Ovvio che penso ad una riduzione a parità di condizioni salariali. Si è guardato come ad un punto di riferimento all’ultimo Contratto Nazionale dei metalmeccanici tedeschi. Ne apprezzo lo spirito ma esso è insufficiente a mio modo di vedere. In realtà si è, in quel contesto, determinata una maggiore flessibilità dell’orario di lavoro ma questo risultato si è ottenuto a quasi totale carico dei lavoratori.

Penso si debba andare molto oltre la pur apprezzabile esperienza germanica.

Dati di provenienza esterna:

use serde::{Deserialize, Serialize};
use valuation_format::{floor_div, mul_percent_floor};
use valuation_model::{
    FieldAccess, RowLayout, TableId, ValuationSettings, ASSETS, INSURANCE_GAIN_TAX_SUBJECT,
    LIABILITIES, NOTE_LAND, NOTE_STOCKS,
};

use super::capital::TREASURY_SHARES;
use super::shareholders::ratio_controlling;
use crate::RowCollection;

const T: TableId = TableId::Table5;

const CONTRIBUTED_EVAL: &str = "genbutsu_eval";
const CONTRIBUTED_BOOK: &str = "genbutsu_book";
const INSURANCE_CLAIM: &str = "ins_claim";
const INSURANCE_RETIREMENT: &str = "ins_retire";
/// Issued shares as of the valuation date, entered on the shareholder page.
const ISSUED_SHARES_NOW: &str = "issued_shares";

/// Column sums of the balance sheet lists (thousand yen).
#[derive(Debug, Clone, Copy, Default, PartialEq, Eq, Serialize, Deserialize)]
pub struct BalanceSheetTotals {
    pub asset_eval: i64,
    pub asset_book: i64,
    /// Assets noted as securities.
    pub stock_eval: i64,
    pub stock_book: i64,
    /// Assets noted as land or land rights.
    pub land_eval: i64,
    pub liability_eval: i64,
    pub liability_book: i64,
}

struct ColumnSums {
    eval: i64,
    book: i64,
    stock_eval: i64,
    stock_book: i64,
    land_eval: i64,
}

fn column_sums<A: FieldAccess + ?Sized>(
    access: &A,
    layout: &RowLayout,
    settings: &ValuationSettings,
) -> ColumnSums {
    let count = layout.row_count(access, &settings.balance_sheet_rows);
    let mut sums = ColumnSums {
        eval: 0,
        book: 0,
        stock_eval: 0,
        stock_book: 0,
        land_eval: 0,
    };
    for i in 0..count {
        let eval = layout.number(access, "eval", i);
        let book = layout.number(access, "book", i);
        sums.eval = sums.eval.saturating_add(eval);
        sums.book = sums.book.saturating_add(book);
        match layout.text(access, "note", i) {
            NOTE_STOCKS => {
                sums.stock_eval = sums.stock_eval.saturating_add(eval);
                sums.stock_book = sums.stock_book.saturating_add(book);
            }
            NOTE_LAND => sums.land_eval = sums.land_eval.saturating_add(eval),
            _ => {}
        }
    }
    sums
}

pub fn balance_sheet_totals<A: FieldAccess + ?Sized>(
    access: &A,
    settings: &ValuationSettings,
) -> BalanceSheetTotals {
    let assets = column_sums(access, &ASSETS, settings);
    let liabilities = column_sums(access, &LIABILITIES, settings);
    BalanceSheetTotals {
        asset_eval: assets.eval,
        asset_book: assets.book,
        stock_eval: assets.stock_eval,
        stock_book: assets.stock_book,
        land_eval: assets.land_eval,
        liability_eval: liabilities.eval,
        liability_book: liabilities.book,
    }
}

/// Which per-share value applies, decided by the controlling group's vote ratio.
#[derive(Debug, Clone, Copy, PartialEq, Eq, Serialize, Deserialize)]
pub enum NetAssetBasis {
    /// Controlling group above the threshold: the full per-share value.
    Full,
    /// Controlling group at or below the threshold: the discounted per-share value.
    Discounted,
}

/// Every intermediate amount of the net asset computation (thousand yen unless noted).
#[derive(Debug, Clone, Copy, PartialEq, Eq, Serialize, Deserialize)]
pub struct NetAssetValuation {
    pub totals: BalanceSheetTotals,
    pub contributed_eval: i64,
    pub contributed_book: i64,
    /// `max(0, assetEval - liabilityEval)`.
    pub net_eval: i64,
    /// `max(0, assetBook + contributedEval - contributedBook - liabilityBook)`.
    pub net_book: i64,
    /// `max(0, netEval - netBook)`.
    pub evaluation_difference: i64,
    pub corporate_tax_equivalent: i64,
    pub current_net_asset: i64,
    pub issued_shares: i64,
    pub treasury_shares: i64,
    pub current_shares: i64,
    /// Yen per share; `None` without a positive share count.
    pub net_asset_per_share: Option<i64>,
    pub discounted_net_asset_per_share: Option<i64>,
    /// Controlling group vote ratio from the shareholder page.
    pub ratio_controlling: Option<i64>,
    pub basis: Option<NetAssetBasis>,
}

impl NetAssetValuation {
    /// Per-share value selected by [`NetAssetValuation::basis`].
    pub fn applicable_net_asset_per_share(&self) -> Option<i64> {
        match self.basis? {
            NetAssetBasis::Full => self.net_asset_per_share,
            NetAssetBasis::Discounted => self.discounted_net_asset_per_share,
        }
    }
}

pub fn net_asset_valuation<A: FieldAccess + ?Sized>(
    access: &A,
    settings: &ValuationSettings,
) -> NetAssetValuation {
    let totals = balance_sheet_totals(access, settings);
    let contributed_eval = access.number(T, CONTRIBUTED_EVAL);
    let contributed_book = access.number(T, CONTRIBUTED_BOOK);

    let net_eval = totals
        .asset_eval
        .saturating_sub(totals.liability_eval)
        .max(0);
    let net_book = totals
        .asset_book
        .saturating_add(contributed_eval)
        .saturating_sub(contributed_book)
        .saturating_sub(totals.liability_book)
        .max(0);
    let evaluation_difference = net_eval.saturating_sub(net_book).max(0);
    let corporate_tax_equivalent =
        mul_percent_floor(evaluation_difference, settings.corporate_tax_rate_percent);
    let current_net_asset = net_eval.saturating_sub(corporate_tax_equivalent);

    let issued_shares = access.number(TableId::Table1_1, ISSUED_SHARES_NOW);
    let treasury_shares = access.number(TableId::Table1_1, TREASURY_SHARES);
    let current_shares = issued_shares.saturating_sub(treasury_shares);

    let net_asset_per_share = if current_shares > 0 {
        floor_div(current_net_asset.saturating_mul(1000), current_shares)
    } else {
        None
    };
    let discounted_net_asset_per_share = net_asset_per_share
        .map(|value| mul_percent_floor(value, settings.discounted_net_asset_percent));

    let ratio_controlling = ratio_controlling(access, settings);
    let basis = ratio_controlling.map(|ratio| {
        if ratio <= settings.control_threshold_percent {
            NetAssetBasis::Discounted
        } else {
            NetAssetBasis::Full
        }
    });

    NetAssetValuation {
        totals,
        contributed_eval,
        contributed_book,
        net_eval,
        net_book,
        evaluation_difference,
        corporate_tax_equivalent,
        current_net_asset,
        issued_shares,
        treasury_shares,
        current_shares,
        net_asset_per_share,
        discounted_net_asset_per_share,
        ratio_controlling,
        basis,
    }
}

/// Corporate tax on the gain between a life insurance claim and the retirement pay it funds.
pub fn insurance_gain_tax<A: FieldAccess + ?Sized>(access: &A, settings: &ValuationSettings) -> i64 {
    let gain = access
        .number(T, INSURANCE_CLAIM)
        .saturating_sub(access.number(T, INSURANCE_RETIREMENT))
        .max(0);
    mul_percent_floor(gain, settings.corporate_tax_rate_percent)
}

/// Write [`insurance_gain_tax`] into the evaluation and book amounts of the liability row for
/// it. Returns the row index, or `None` when no such row exists.
pub fn apply_insurance_gain_tax<A: FieldAccess + ?Sized>(
    access: &mut A,
    settings: &ValuationSettings,
) -> Option<usize> {
    let liabilities = RowCollection::liabilities(settings);
    let index = liabilities.find_by_name(access, INSURANCE_GAIN_TAX_SUBJECT)?;
    let amount = insurance_gain_tax(access, settings).to_string();
    let layout = liabilities.layout();
    access.update_field(T, &layout.field_name("eval", index), &amount);
    access.update_field(T, &layout.field_name("book", index), &amount);
    Some(index)
}
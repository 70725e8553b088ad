use serde::{Deserialize, Serialize};

/// Bounds for a repeating-row section.
#[derive(Debug, Clone, Copy, PartialEq, Eq, Serialize, Deserialize)]
pub struct RowLimits {
    /// Rows that can never be deleted.
    pub min_rows: usize,
    /// Append is a no-op at this count.
    pub max_rows: usize,
    /// Count assumed while the count field is empty, and the floor applied by prune.
    pub default_rows: usize,
}

impl RowLimits {
    pub const fn new(min_rows: usize, max_rows: usize, default_rows: usize) -> Self {
        Self {
            min_rows,
            max_rows,
            default_rows,
        }
    }

    /// Clamp a requested row count into `[min_rows, max_rows]`.
    #[must_use]
    pub fn clamp(&self, count: usize) -> usize {
        count.max(self.min_rows).min(self.max_rows.max(self.min_rows))
    }
}

/// Worksheet-wide settings.
///
/// Every field has a default matching the statutory form, so a partial JSON document (or `{}`)
/// deserializes to a usable configuration.
#[derive(Debug, Clone, PartialEq, Eq, Serialize, Deserialize)]
#[serde(default)]
pub struct ValuationSettings {
    /// Shareholder list on the first page: one taxpayer row plus six relatives by default.
    pub shareholder_rows: RowLimits,
    /// Asset and liability lists of the net asset page.
    pub balance_sheet_rows: RowLimits,
    /// Corporate tax equivalent applied to the evaluation difference.
    pub corporate_tax_rate_percent: i64,
    /// Net asset value applied when the controlling group holds the threshold or less.
    pub discounted_net_asset_percent: i64,
    /// Controlling group vote ratio above which the holder belongs to the family group.
    pub control_threshold_percent: i64,
    /// Top group vote ratio separating the columns of the control matrix.
    pub top_group_threshold_percent: i64,
    /// Employee count that makes a company "large" regardless of the other criteria.
    pub large_company_employee_count: i64,
}

impl Default for ValuationSettings {
    fn default() -> Self {
        Self {
            shareholder_rows: RowLimits::new(1, 20, 7),
            balance_sheet_rows: RowLimits::new(1, 40, 16),
            corporate_tax_rate_percent: 37,
            discounted_net_asset_percent: 80,
            control_threshold_percent: 50,
            top_group_threshold_percent: 30,
            large_company_employee_count: 70,
        }
    }
}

Ovvio che la eventuale riduzione dell’orario, si debba accompagnare ad una maggiore flessibilità. Un lavoro svolto in condizioni diverse da quelle della grande fabbrica, non più vessati da alienazione (da catena di montaggio fordista, per intenderci) o da fatica fisica insopportabile, potrebbe prevedere che si possa, se la situazione lo richiede, superare i limiti massimi previsti come in altri casi scendere al di sotto.

In sostanza riduzione e flessibilità.

Inoltre, adottare una concezione che guardi al lavoro come sforzo per il raggiungimento di uno scopo. Non è in sostanza la presenza sul posto di lavoro che diviene meccanicamente produttività Occorre guardare con coraggio ad un cambiamento di paradigma ed avere un diverso atteggiamento culturale. Solo a titolo di esempio riprendo un argomento che ho già trattato, più diffusamente, su questo stesso Blog; quello del cartellino e dei “furbetti”, nel pubblico impiego. Sul tema buona parte della sinistra e anche gli stessi sindacati, inseguendo quella parte di popolo che adora il profumo del sangue e la ghigliottina, perché diviene occasione per sentirsi migliore di un altro, hanno rinunciato a interrogarsi sulla necessità di una seria riforma della modalità con la quale si lavora. Si è guardato alla punta delle proprie scarpe lamentando che fossero impolverate invece di aprire lo sguardo all’orizzonte tentando quanto meno di proiettarsi nel futuro.

Persino banale aggiungere che una rivoluzione di questa portata non può avere una dimensione solo nazionale. Dunque serve più Europa. Occorre spingere sull’acceleratore verso gli Stati Uniti d’Europa. Un Europa dei popoli certo ma, dunque, altro che salti indietro sino a rimpiangere una geografia fatta di nazioni per lo più in guerra tra di loro.

Infine, per concludere un ragionamento, che spero non sia apparso troppo sconclusionato, non vi è davvero necessità di forze riformiste e progressiste che rinuncino alla propria missione, si frazionino sino alla forma monocellulare e si chiudano in un fortino sempre più minuto e sempre più assediato.

Si ha, al contrario, sete di coraggio, di innovazione, di lotte per l’uguaglianza, di amore per la pace e per l’ambiente. Da qualche parte s’ha da iniziare.   Ripartiamo dal restituire forza e dignità al lavoro.

Lavorare molto meno; lavorare meglio; lavorare tutti.